An initiative for or against something needs to have a minimum of support in order to be significant. Internet is the most easy and natural way to aggregate a consensus. Platforms such as social networks are already revolutionizing the way information is read, thought and interpreted. The sharing of the news on social networks by those who consume it is a step away from the like button or the RT button.
The same applies to demonstrations, awareness, calls-to-action. There is no online message that cannot potentially become viral, cannot move freely, reaching its target audience. There is an exception. In order to be relevant, the mobilization needs to mobilize, inspire action, provoke a concrete reaction and not remain vague participation, another ‘like’.
The debate on slacktivism – the deformation of activism by clicking “on the couch” without a spontaneous motivation if transposed in real life – has been discussed for years. Mailboxes and Internet pages are full of popular petitions which collect many signatures, but without concrete social importance. On the other hand, a strong online participation is not necessarily to be considered a simple subscription at a distance, without tangible effects in reality. It can turn into something useful, practical, at least symbolically.
This is the case of the online mobilization around net neutrality, that pushed the US Federal Communications Commission to express its support during the vote in February. “Today’s net neutrality rules would not exist without the tireless work of activists both in the streets and behind screens”, wrote Jay Cassano on WagingNonViolence.
In March 2012, the mother of Trayvon Martin, the 17 year old killed a few days earlier by George Zimmerman, a neighborhood watch volunteer, launched a petition on Change.org to demand justice for the death of her son, and a conviction for the murderer, who always said he had fired in self-defense. The petition quickly reached 2.2 million signatures (it became the most popular campaign in the history of the website at that time) and Zimmerman, initially released, was later arrested and charged with second-degree murder.
If it is not possible to establish a clear correlation between the online petition and the arrest of Zimmerman, certainly the mobilization on the Internet, along with the general outcry, supported the dissemination of the story and increased the pressure on the local authorities, “forced” to be on the case.
The same scenario for another success story, in which the mobilization against the increase in fixed costs for a debit card of Bank Of America led the US Congress, after 300,000 signatures were collected by online petition launched by a babysitter, to review the status of the legislation on bank charges.
Physical mobilization, virtual participation, pressure. Change.org tries to put itself halfway between the slacktivism and “physical” campaigns, those face to face, with leaflets and signs, to assemble the broadest possible consensus around a cause and turn it into something relevant. To unite what the founder and CEO of the platform calls “false divide,” seeking the middle ground between clicktivism on the couch and the sit-in in a square.

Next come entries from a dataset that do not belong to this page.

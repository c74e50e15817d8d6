//! HTTP server startup and routing
//!
//! Builds the document store, generator and engine once, starts the
//! post-processing worker, and serves the JSON API.

use axum::{
    http::StatusCode,
    response::IntoResponse,
    routing::{get, post, put},
    Json, Router,
};
use serde_json::json;
use std::future::Future;
use std::sync::Arc;
use std::time::Duration;
use tokio::net::TcpListener;
use tokio::signal;
use tokio::task::JoinHandle;
use tower_http::{
    cors::{Any, CorsLayer},
    timeout::TimeoutLayer,
    trace::TraceLayer,
};
use tracing::{info, warn};

use crate::api::ApiError;
use crate::config::Config;
use crate::document_store::DocumentStore;
use crate::memory_db::MemoryDatabase;
use crate::memory_engine::MemoryEngine;
use crate::shared_state::AppState;
use crate::worker_threads::llm_worker::generator_from_config;
use crate::worker_threads::{PostProcessQueue, PostProcessWorker};

pub async fn run_server(cfg: Config) -> anyhow::Result<()> {
    crate::telemetry::init_tracing();
    crate::metrics::init_metrics();
    cfg.print_config();

    let store = open_store(&cfg.database_path)?;
    let engine = Arc::new(MemoryEngine::new(store, generator_from_config(&cfg), cfg.engine_config()));
    let (post_process, worker_handle) = PostProcessWorker::spawn(engine.clone());

    let addr = cfg.api_addr()?;
    let request_timeout = Duration::from_secs(cfg.request_timeout_seconds);
    let state = AppState::new(engine, post_process.clone(), cfg);
    let app = build_router(state, request_timeout);

    info!("Starting HTTP server on {}", addr);
    let listener = TcpListener::bind(addr).await?;
    serve_until(listener, app, post_process, worker_handle, shutdown_signal()).await
}

/// Serves until `shutdown` resolves, then stops the post-processing worker and
/// waits for the jobs it already started.
pub async fn serve_until<F>(
    listener: TcpListener,
    app: Router,
    post_process: PostProcessQueue,
    worker_handle: JoinHandle<()>,
    shutdown: F,
) -> anyhow::Result<()>
where
    F: Future<Output = ()> + Send + 'static,
{
    axum::serve(listener, app).with_graceful_shutdown(shutdown).await?;

    info!("HTTP server stopped, draining post-process worker");
    post_process.shutdown();
    if let Err(e) = worker_handle.await {
        warn!("Post-process worker ended abnormally: {}", e);
    }
    Ok(())
}

async fn shutdown_signal() {
    let ctrl_c = async {
        if let Err(e) = signal::ctrl_c().await {
            warn!("Failed to install Ctrl+C handler: {}", e);
            std::future::pending::<()>().await;
        }
    };

    #[cfg(unix)]
    let terminate = async {
        match signal::unix::signal(signal::unix::SignalKind::terminate()) {
            Ok(mut stream) => {
                stream.recv().await;
            }
            Err(e) => {
                warn!("Failed to install SIGTERM handler: {}", e);
                std::future::pending::<()>().await;
            }
        }
    };

    #[cfg(not(unix))]
    let terminate = std::future::pending::<()>();

    tokio::select! {
        _ = ctrl_c => {},
        _ = terminate => {},
    }
    info!("Shutdown signal received");
}

/// SQLite at `path`, or an in-memory database when the file cannot be opened.
fn open_store(path: &str) -> anyhow::Result<Arc<dyn DocumentStore>> {
    let db_path = std::path::Path::new(path);
    match MemoryDatabase::new(db_path) {
        Ok(db) => {
            info!("Memory database initialized at: {}", db_path.display());
            match db.get_stats() {
                Ok(stats) => info!(
                    "Loaded {} profiles, {} memories, {} sessions ({} compressed)",
                    stats.total_profiles, stats.total_memories, stats.total_sessions, stats.compressed_sessions
                ),
                Err(e) => warn!("Failed to read database stats: {}", e),
            }
            Ok(Arc::new(db))
        }
        Err(e) => {
            warn!("Failed to initialize memory database: {}. Falling back to in-memory.", e);
            Ok(Arc::new(MemoryDatabase::new_in_memory()?))
        }
    }
}

pub fn build_router(state: AppState, request_timeout: Duration) -> Router {
    let cors = CorsLayer::new()
        .allow_origin(Any)
        .allow_methods([axum::http::Method::GET, axum::http::Method::POST, axum::http::Method::PUT])
        .allow_headers(Any);

    Router::new()
        .route("/api/chat", post(crate::api::chat))
        .route("/api/chat/:user_id", get(crate::api::chat_history))
        .route("/api/memory/:user_id", get(crate::api::get_memory))
        .route("/api/memory/:user_id/name", put(crate::api::set_user_name))
        .route("/api/health", get(health))
        .route("/metrics", get(metrics_handler))
        .layer(cors)
        .layer(TraceLayer::new_for_http())
        .layer(TimeoutLayer::new(request_timeout))
        .with_state(state)
}

async fn health() -> impl IntoResponse {
    Json(json!({
        "status": "ok",
        "message": "Companion memory service is running",
    }))
}

async fn metrics_handler() -> Result<impl IntoResponse, ApiError> {
    let buffer = crate::metrics::encode_metrics()
        .map_err(|e| ApiError::internal(format!("Failed to encode metrics: {}", e)))?;
    Ok((
        StatusCode::OK,
        [("content-type", "text/plain; version=0.0.4")],
        buffer,
    ))
}

#[cfg(test)]
mod tests {
    use super::*;
    use crate::document_store::InMemoryDocumentStore;
    use crate::memory_db::schema::Tone;
    use crate::memory_engine::EngineConfig;
    use crate::worker_threads::llm_worker::TextGenerator;
    use crate::worker_threads::PostProcessJob;
    use async_trait::async_trait;

    struct SlowFactGenerator;

    #[async_trait]
    impl TextGenerator for SlowFactGenerator {
        async fn generate(&self, _prompt: &str) -> anyhow::Result<String> {
            tokio::time::sleep(Duration::from_millis(100)).await;
            Ok(r#"["User plays chess on Sundays"]"#.to_string())
        }
    }

    #[tokio::test]
    async fn test_shutdown_drains_background_jobs_before_returning() {
        let config = EngineConfig { compaction_probability: 0.0, ..EngineConfig::default() };
        let engine = Arc::new(MemoryEngine::new(
            Arc::new(InMemoryDocumentStore::new()),
            Arc::new(SlowFactGenerator),
            config,
        ));
        let (queue, handle) = PostProcessWorker::spawn(engine.clone());
        assert!(queue.enqueue(PostProcessJob {
            user_id: "u1".to_string(),
            user_message: "I play chess on Sundays".to_string(),
            assistant_message: "Nice".to_string(),
            tone: Tone::Neutral,
        }));

        let listener = TcpListener::bind("127.0.0.1:0").await.unwrap();
        let (stop_tx, stop_rx) = tokio::sync::oneshot::channel::<()>();
        let server = tokio::spawn(serve_until(listener, Router::new(), queue, handle, async move {
            let _ = stop_rx.await;
        }));

        stop_tx.send(()).unwrap();
        tokio::time::timeout(Duration::from_secs(5), server).await.unwrap().unwrap().unwrap();

        let memory = engine.get_memory_snapshot("u1").unwrap().memory;
        assert_eq!(memory.facts.len(), 1);
        assert_eq!(memory.facts[0].text, "User plays chess on Sundays");
    }
}
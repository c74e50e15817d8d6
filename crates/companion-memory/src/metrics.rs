use prometheus::{Encoder, IntCounter, IntCounterVec, Registry, TextEncoder};
use lazy_static::lazy_static;
use std::sync::OnceLock;

lazy_static! {
    static ref REGISTRY: Registry = Registry::new();
}

static REQ_COUNTER: OnceLock<IntCounterVec> = OnceLock::new();
static BACKGROUND_TASKS: OnceLock<IntCounterVec> = OnceLock::new();
static COMPACTED_SESSIONS: OnceLock<IntCounter> = OnceLock::new();
static CONTRADICTIONS: OnceLock<IntCounter> = OnceLock::new();

/// Counters are no-ops until this has run.
pub fn init_metrics() {
    let req_counter = REQ_COUNTER.get_or_init(|| {
        IntCounterVec::new(
            prometheus::opts!("requests_total", "Total requests per route"),
            &["route", "status"],
        )
        .expect("valid requests_total definition")
    });

    let background_tasks = BACKGROUND_TASKS.get_or_init(|| {
        IntCounterVec::new(
            prometheus::opts!("background_tasks_total", "Background tasks by kind and outcome"),
            &["task", "status"],
        )
        .expect("valid background_tasks_total definition")
    });

    let compacted = COMPACTED_SESSIONS.get_or_init(|| {
        IntCounter::new("compacted_sessions_total", "Sessions folded into summaries")
            .expect("valid compacted_sessions_total definition")
    });

    let contradictions = CONTRADICTIONS.get_or_init(|| {
        IntCounter::new("detected_contradictions_total", "Candidate facts quarantined as contradictions")
            .expect("valid detected_contradictions_total definition")
    });

    REGISTRY.register(Box::new(req_counter.clone())).ok();
    REGISTRY.register(Box::new(background_tasks.clone())).ok();
    REGISTRY.register(Box::new(compacted.clone())).ok();
    REGISTRY.register(Box::new(contradictions.clone())).ok();
}

pub fn inc_request(route: &str, status: &str) {
    if let Some(counter) = REQ_COUNTER.get() {
        counter.with_label_values(&[route, status]).inc();
    }
}

pub fn inc_background_task(task: &str, status: &str) {
    if let Some(counter) = BACKGROUND_TASKS.get() {
        counter.with_label_values(&[task, status]).inc();
    }
}

pub fn inc_compacted(count: u64) {
    if let Some(counter) = COMPACTED_SESSIONS.get() {
        counter.inc_by(count);
    }
}

pub fn inc_contradictions(count: u64) {
    if let Some(counter) = CONTRADICTIONS.get() {
        counter.inc_by(count);
    }
}

/// Text exposition of every registered metric.
pub fn encode_metrics() -> anyhow::Result<Vec<u8>> {
    let encoder = TextEncoder::new();
    let metric_families = REGISTRY.gather();
    let mut buffer = vec![];
    encoder.encode(&metric_families, &mut buffer)?;
    Ok(buffer)
}
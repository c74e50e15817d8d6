//! Memory and tone bookkeeping engine
//!
//! Leaves first: tone classification and fact parsing are pure; the memory and
//! session stores sit on a `DocumentStore`; the compactor ties both stores to
//! the generator; the orchestrator is the facade used by the route layer.

pub mod compactor;
pub mod fact_extractor;
pub mod memory_store;
pub mod orchestrator;
pub mod session_store;
pub mod tone_classifier;

pub use compactor::{CompactionReport, Compactor};
pub use fact_extractor::FactExtractor;
pub use memory_store::{MemoryStore, UserMemory};
pub use orchestrator::{EngineConfig, MemoryEngine, PostProcessOutcome, TurnContext};
pub use session_store::SessionStore;
pub use tone_classifier::{ToneClassifier, ToneScores};
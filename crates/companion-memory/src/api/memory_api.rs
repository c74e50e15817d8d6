use axum::{
    extract::{rejection::JsonRejection, Path, State},
    Json,
};
use serde::Deserialize;
use serde_json::{json, Value};
use tracing::{error, info};
use validator::Validate;

use crate::api::{validate_user_id, validated, ApiError};
use crate::metrics;
use crate::shared_state::AppState;

#[derive(Debug, Deserialize, Validate)]
pub struct SetNameRequest {
    #[serde(default)]
    #[validate(length(min = 1, max = 100))]
    pub name: String,
}

pub async fn get_memory(
    State(state): State<AppState>,
    Path(user_id): Path<String>,
) -> Result<Json<Value>, ApiError> {
    validate_user_id(&user_id)?;
    match state.engine.get_memory_snapshot(&user_id) {
        Ok(snapshot) => {
            metrics::inc_request("memory_get", "ok");
            Ok(Json(json!({
                "user": snapshot.profile,
                "memory": snapshot.memory,
            })))
        }
        Err(e) => {
            metrics::inc_request("memory_get", "error");
            error!("Failed to load memory for {}: {}", user_id, e);
            Err(ApiError::internal(format!("Failed to retrieve memory: {}", e)))
        }
    }
}

pub async fn set_user_name(
    State(state): State<AppState>,
    Path(user_id): Path<String>,
    payload: Result<Json<SetNameRequest>, JsonRejection>,
) -> Result<Json<Value>, ApiError> {
    validate_user_id(&user_id)?;
    let request = validated(payload, "Name is required")?;
    let name = request.name.trim();
    if name.is_empty() {
        return Err(ApiError::bad_request("Name is required"));
    }

    match state.engine.set_user_name(&user_id, name) {
        Ok(profile) => {
            metrics::inc_request("memory_set_name", "ok");
            info!("Name updated for {}", user_id);
            Ok(Json(json!({ "success": true, "user": profile })))
        }
        Err(e) => {
            metrics::inc_request("memory_set_name", "error");
            error!("Failed to set name for {}: {}", user_id, e);
            Err(ApiError::internal(format!("Failed to update name: {}", e)))
        }
    }
}
//! Prompt construction and output parsing for fact extraction

use lazy_static::lazy_static;
use regex::Regex;

use crate::memory_db::schema::{Message, Role};
use crate::utils::TextUtils;

lazy_static! {
    static ref JSON_ARRAY_REGEX: Regex = Regex::new(r"(?s)\[.*\]").unwrap();
}

/// Extracted strings shorter than this are dropped.
pub const MIN_FACT_CHARS: usize = 6;

pub struct FactExtractor;

impl FactExtractor {
    /// Joins the user side of the exchange; assistant lines are not evidence
    /// about the user.
    pub fn user_transcript(messages: &[Message]) -> String {
        messages
            .iter()
            .filter(|m| m.role == Role::User)
            .map(|m| m.content.as_str())
            .collect::<Vec<_>>()
            .join("\n")
    }

    pub fn build_prompt(transcript: &str) -> String {
        format!(
            "Extract factual information about the user from this conversation. Focus on:\n\
             - Personal facts (name, age, location, occupation, hobbies)\n\
             - Preferences (likes, dislikes, interests)\n\
             - Important events or situations mentioned\n\
             - Personality traits or characteristics\n\n\
             Conversation:\n{}\n\n\
             Return ONLY a JSON array of facts, each as a string. Example:\n\
             [\"User's name is John\", \"User likes anime\", \"User works as a software engineer\"]\n\n\
             Do NOT include facts that are uncertain or speculative. Only extract clear, stated facts.",
            transcript
        )
    }

    /// Reads a JSON array of strings out of free-form model output, falling
    /// back to bullet lines when no parseable array is present.
    pub fn parse_facts(output: &str) -> Vec<String> {
        let candidates = Self::parse_json_array(output)
            .unwrap_or_else(|| Self::parse_bullets(output));

        candidates
            .into_iter()
            .map(|f| f.trim().to_string())
            .filter(|f| f.chars().count() >= MIN_FACT_CHARS)
            .collect()
    }

    fn parse_json_array(output: &str) -> Option<Vec<String>> {
        let span = JSON_ARRAY_REGEX.find(output)?;
        let values: Vec<serde_json::Value> = serde_json::from_str(span.as_str()).ok()?;
        Some(
            values
                .into_iter()
                .filter_map(|v| v.as_str().map(str::to_string))
                .collect(),
        )
    }

    fn parse_bullets(output: &str) -> Vec<String> {
        output
            .lines()
            .filter_map(TextUtils::strip_bullet)
            .map(str::to_string)
            .collect()
    }
}
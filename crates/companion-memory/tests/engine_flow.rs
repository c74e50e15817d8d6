//! End-to-end engine behaviour over the SQLite store

use async_trait::async_trait;
use chrono::{Duration, Utc};
use companion_memory::memory_engine::SessionStore;
use companion_memory::{
    DocumentStore, EngineConfig, MemoryDatabase, MemoryEngine, TextGenerator, Tone,
    UnavailableGenerator,
};
use std::sync::Arc;

struct ScriptedGenerator;

#[async_trait]
impl TextGenerator for ScriptedGenerator {
    async fn generate(&self, prompt: &str) -> anyhow::Result<String> {
        if prompt.starts_with("Summarize") {
            return Ok("We chatted about music and food.".to_string());
        }
        if prompt.contains("pizza is gross") {
            return Ok(r#"["User dislikes pizza"]"#.to_string());
        }
        Ok(r#"Sure! ["User likes pizza", "User's name is Sam"]"#.to_string())
    }
}

fn engine(db: Arc<MemoryDatabase>, probability: f64) -> MemoryEngine {
    let config = EngineConfig { compaction_probability: probability, ..EngineConfig::default() };
    MemoryEngine::new(db, Arc::new(ScriptedGenerator), config)
}

#[tokio::test]
async fn test_facts_then_contradiction_persist_in_sqlite() {
    let db = Arc::new(MemoryDatabase::new_in_memory().unwrap());
    let engine = engine(db.clone(), 0.0);

    let turn = engine.handle_turn("u1", "I love pizza").unwrap();
    engine.record_turn("u1", "I love pizza", "Me too!", turn.tone).unwrap();
    engine.post_process("u1", "I love pizza", "Me too!", turn.tone).await.unwrap();

    // repeated mention bumps confidence
    engine.post_process("u1", "I love pizza", "Yum", turn.tone).await.unwrap();

    let outcome = engine
        .post_process("u1", "honestly pizza is gross", "Fair enough", Tone::Neutral)
        .await
        .unwrap();
    assert_eq!(outcome.facts_extracted, 1);

    let memory = db.find_memory("u1").unwrap().unwrap();
    let texts: Vec<&str> = memory.facts.iter().map(|f| f.text.as_str()).collect();
    assert_eq!(texts.len(), 2);
    assert!(texts.contains(&"User likes pizza"));
    assert!(!texts.contains(&"User dislikes pizza"));
    assert!(memory.facts.iter().all(|f| (f.confidence - 0.6).abs() < 1e-9));

    assert_eq!(memory.contradictions.len(), 1);
    assert_eq!(memory.contradictions[0].text, "User dislikes pizza");
    assert!(memory.contradictions[0]
        .conflicting_with
        .contains(&"User likes pizza".to_string()));
}

#[tokio::test]
async fn test_idle_gap_opens_new_session_and_compaction_folds_old_one() {
    let db = Arc::new(MemoryDatabase::new_in_memory().unwrap());
    let sessions = SessionStore::new(db.clone());
    let start = Utc::now() - Duration::hours(5);

    for i in 0..6 {
        sessions
            .append_turn_at("u1", &format!("tell me about music {}", i), "sure", Tone::Casual, start + Duration::minutes(i))
            .unwrap();
    }
    let resumed = sessions
        .append_turn_at("u1", "back again", "welcome", Tone::Neutral, start + Duration::hours(2))
        .unwrap();
    assert_eq!(db.list_sessions("u1").unwrap().len(), 2);

    let engine = engine(db.clone(), 1.0);
    let outcome = engine.post_process("u1", "hello", "hi", Tone::Neutral).await.unwrap();
    let report = outcome.compaction.unwrap();
    assert_eq!(report.examined, 2);
    assert_eq!(report.compacted, 1);
    assert_eq!(report.skipped, 1);

    // the compacted session keeps its timestamp, so the resumed one stays active
    let active = engine.session_store().get_active_session("u1").unwrap().unwrap();
    assert_eq!(active.id, resumed.id);
    assert!(!active.is_compressed);

    let all = db.list_sessions("u1").unwrap();
    let folded = all.iter().find(|s| s.is_compressed).unwrap();
    assert_eq!(folded.messages.len(), 5);
    assert_eq!(folded.summary.as_deref(), Some("We chatted about music and food."));

    let memory = db.find_memory("u1").unwrap().unwrap();
    assert_eq!(memory.conversation_summaries.len(), 1);
    assert_eq!(memory.conversation_summaries[0].key_topics, vec!["music"]);
}

#[tokio::test]
async fn test_unconfigured_generator_degrades_without_failing() {
    let db = Arc::new(MemoryDatabase::new_in_memory().unwrap());
    let config = EngineConfig { compaction_probability: 0.0, ..EngineConfig::default() };
    let engine = MemoryEngine::new(db.clone(), Arc::new(UnavailableGenerator), config);

    let outcome = engine
        .post_process("u1", "I play sports every weekend", "Nice", Tone::Neutral)
        .await
        .unwrap();
    assert_eq!(outcome.facts_extracted, 0);
    assert_eq!(outcome.topics, vec!["sports"]);

    let snapshot = engine.get_memory_snapshot("u1").unwrap();
    assert!(snapshot.memory.facts.is_empty());
    assert_eq!(snapshot.profile.preferences.interests, vec!["sports"]);
    assert!(snapshot.profile.preferences.tone.is_none());
}
use anyhow::{Context, Result};
use std::env;
use std::net::SocketAddr;
use std::time::Duration;
use tracing::info;

use crate::memory_engine::EngineConfig;

/// Thirty days.
pub const MAX_SESSION_IDLE_SECONDS: i64 = 30 * 24 * 3600;

#[derive(Debug, Clone)]
pub struct Config {
    pub api_host: String,
    pub api_port: u16,
    pub database_path: String,
    pub generation_url: Option<String>,
    pub generation_model: String,
    pub generation_api_key: Option<String>,
    pub generation_timeout_seconds: u64,
    pub request_timeout_seconds: u64,
    pub session_idle_seconds: i64,
    pub context_window: usize,
    pub compaction_probability: f64,
    pub compaction_batch_limit: usize,
    pub bot_name: String,
}

impl Config {
    /// Reads the process environment. A `.env` file, if any, must already be
    /// loaded.
    pub fn from_env() -> Result<Self> {
        let compaction_probability: f64 = env::var("COMPACTION_PROBABILITY")
            .unwrap_or_else(|_| "0.1".into())
            .parse()
            .context("COMPACTION_PROBABILITY must be a number")?;

        let config = Self {
            api_host: env::var("API_HOST").unwrap_or_else(|_| "127.0.0.1".into()),
            api_port: env::var("API_PORT").unwrap_or_else(|_| "5000".into()).parse()?,
            database_path: env::var("DATABASE_PATH")
                .unwrap_or_else(|_| "./data/companion.db".into()),
            generation_url: non_empty_var("GENERATION_URL"),
            generation_model: env::var("GENERATION_MODEL").unwrap_or_else(|_| "local-llm".into()),
            generation_api_key: non_empty_var("GENERATION_API_KEY"),
            generation_timeout_seconds: env::var("GENERATION_TIMEOUT_SECONDS")
                .unwrap_or_else(|_| "30".into())
                .parse()?,
            request_timeout_seconds: env::var("REQUEST_TIMEOUT_SECONDS")
                .unwrap_or_else(|_| "120".into())
                .parse()?,
            session_idle_seconds: env::var("SESSION_IDLE_SECONDS")
                .unwrap_or_else(|_| "3600".into())
                .parse()
                .context("SESSION_IDLE_SECONDS must be a whole number of seconds")?,
            context_window: env::var("CONTEXT_WINDOW")
                .unwrap_or_else(|_| "10".into())
                .parse()?,
            compaction_probability,
            compaction_batch_limit: env::var("COMPACTION_BATCH_LIMIT")
                .unwrap_or_else(|_| "20".into())
                .parse()?,
            bot_name: env::var("BOT_NAME").unwrap_or_else(|_| "Alex".into()),
        };
        config.validate()?;
        Ok(config)
    }

    /// Range checks for values that parse but would misbehave at runtime.
    pub fn validate(&self) -> Result<()> {
        if !(0.0..=1.0).contains(&self.compaction_probability) {
            return Err(anyhow::anyhow!(
                "COMPACTION_PROBABILITY must be between 0 and 1, got {}",
                self.compaction_probability
            ));
        }
        if !(1..=MAX_SESSION_IDLE_SECONDS).contains(&self.session_idle_seconds) {
            return Err(anyhow::anyhow!(
                "SESSION_IDLE_SECONDS must be between 1 and {}, got {}",
                MAX_SESSION_IDLE_SECONDS,
                self.session_idle_seconds
            ));
        }
        Ok(())
    }

    pub fn print_config(&self) {
        info!("Current Configuration:");
        info!("- API: {}:{}", self.api_host, self.api_port);
        info!("- Database: {}", self.database_path);
        info!(
            "- Generation: {} (model {}, key {})",
            self.generation_url.as_deref().unwrap_or("<not configured>"),
            self.generation_model,
            if self.generation_api_key.is_some() { "set" } else { "unset" }
        );
        info!("- Generation Timeout: {}s", self.generation_timeout_seconds);
        info!("- Request Timeout: {}s", self.request_timeout_seconds);
        info!("- Session Idle: {}s", self.session_idle_seconds);
        info!("- Context Window: {} messages", self.context_window);
        info!(
            "- Compaction: p={} batch={}",
            self.compaction_probability, self.compaction_batch_limit
        );
        info!("- Bot Name: {}", self.bot_name);
    }

    pub fn api_addr(&self) -> Result<SocketAddr> {
        format!("{}:{}", self.api_host, self.api_port)
            .parse()
            .with_context(|| format!("Invalid bind address {}:{}", self.api_host, self.api_port))
    }

    pub fn engine_config(&self) -> EngineConfig {
        EngineConfig {
            session_idle: chrono::Duration::seconds(self.session_idle_seconds),
            context_window: self.context_window,
            compaction_probability: self.compaction_probability,
            compaction_batch_limit: self.compaction_batch_limit,
            generation_timeout: Duration::from_secs(self.generation_timeout_seconds),
        }
    }
}

fn non_empty_var(key: &str) -> Option<String> {
    env::var(key).ok().filter(|v| !v.trim().is_empty())
}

Currently, Change.org has over 80 million users in 196 countries. It is the world’s largest platform which allows anyone to launch petitions, encouraging – like its name – “change.” Founded in 2007, many of its petitions concern justice, environment, human rights, health, and currently it manages to keep its business going through advertising and partnerships like the one with Amnesty International.
The goal, as explained by the 24 year old deputy campaigns director Nathan Elverly, is to really do for campaigns what “Instagram has done for photos or YouTube has done for video,” the “official” platform for mobilization, which manifests and spreads online, but that wants to look at its results in reality.
Ben Rattray is the founder and CEO of Change.org. He is considered one of the most important theorists of the intersection between technology, innovation and social change. Publications such as Time Magazine, Fortune and BusinessWeek consider him one of the most influential figures of the United States in the field of social entrepreneurship. Rattray will be a speaker at the International Journalism Festival, which will take place in Perugia from 15 to 19 April.